OpenAI and Anthropic are both significantly ahead of their competitors in risks and safety
OpenAI and Anthropic have both voluntarily committed to frameworks that demonstrate their superiority over their competitors, not only in capabilities and risks, but most importantly in safety. The policies presented by other companies for the AI Safety Summit look pale next to those. In stark contrast with the communication of some companies without much technical grounding, Anthropic and OpenAI have written rather detailed commitments and should be applauded for that. Nevertheless, we should not accept those policies as sufficient. Scaling at the current pace endangers the stability of society and our species in a way that only policymakers can prevent by enacting more ambitious risk management policies across the ecosystem. In the spirit of moving the Preparedness Framework increasingly towards sufficient policies, we suggest some improvements.
What could be improved in the Preparedness Framework:
Enhanced independent scrutiny through Safety Advisory Group (SAG) members external to the company. We believe that the SAG would be substantially more relevant if some of its members were external to the companies in order to further reduce the number of blind spots that the company may have.
Measuring safety culture. Beyond the commitments OpenAI already took, measuring safety culture using processes established in other fields like nuclear safety would provide a valuable feedback loop enabling OpenAI to become over time an institution more adequate to build human-level AI safely.
Running a Delphi process to predict the magnitude and likelihood of key risks.
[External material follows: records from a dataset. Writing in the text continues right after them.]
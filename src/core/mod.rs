pub mod stake;
pub mod transaction;

pub use crate::domain::model::{Amount, Balance, Network, StakeReport, StakingOperation};
pub use crate::domain::ports::{ConfigProvider, StakingPlatform, TransactionBroadcaster};
pub use crate::utils::error::Result;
For most large-scale risks, economical societal, or existential, running a Delphi process, i.e. a method to aggregate risk experts’ opinions, would enable the organization to evaluate the magnitude and likelihood of risks. This would provide interpretable indicators that allow society to decide deliberately what risk level it is willing to accept. (Koessler et al., 2023)
The Preparedness Framework is helpful for the AI industry while being clearly insufficient. Policymakers need to act and remedy both the incompleteness of the existing frameworks of OpenAI and Anthropic and the absence of guardrails among most stakeholders currently developing AI systems.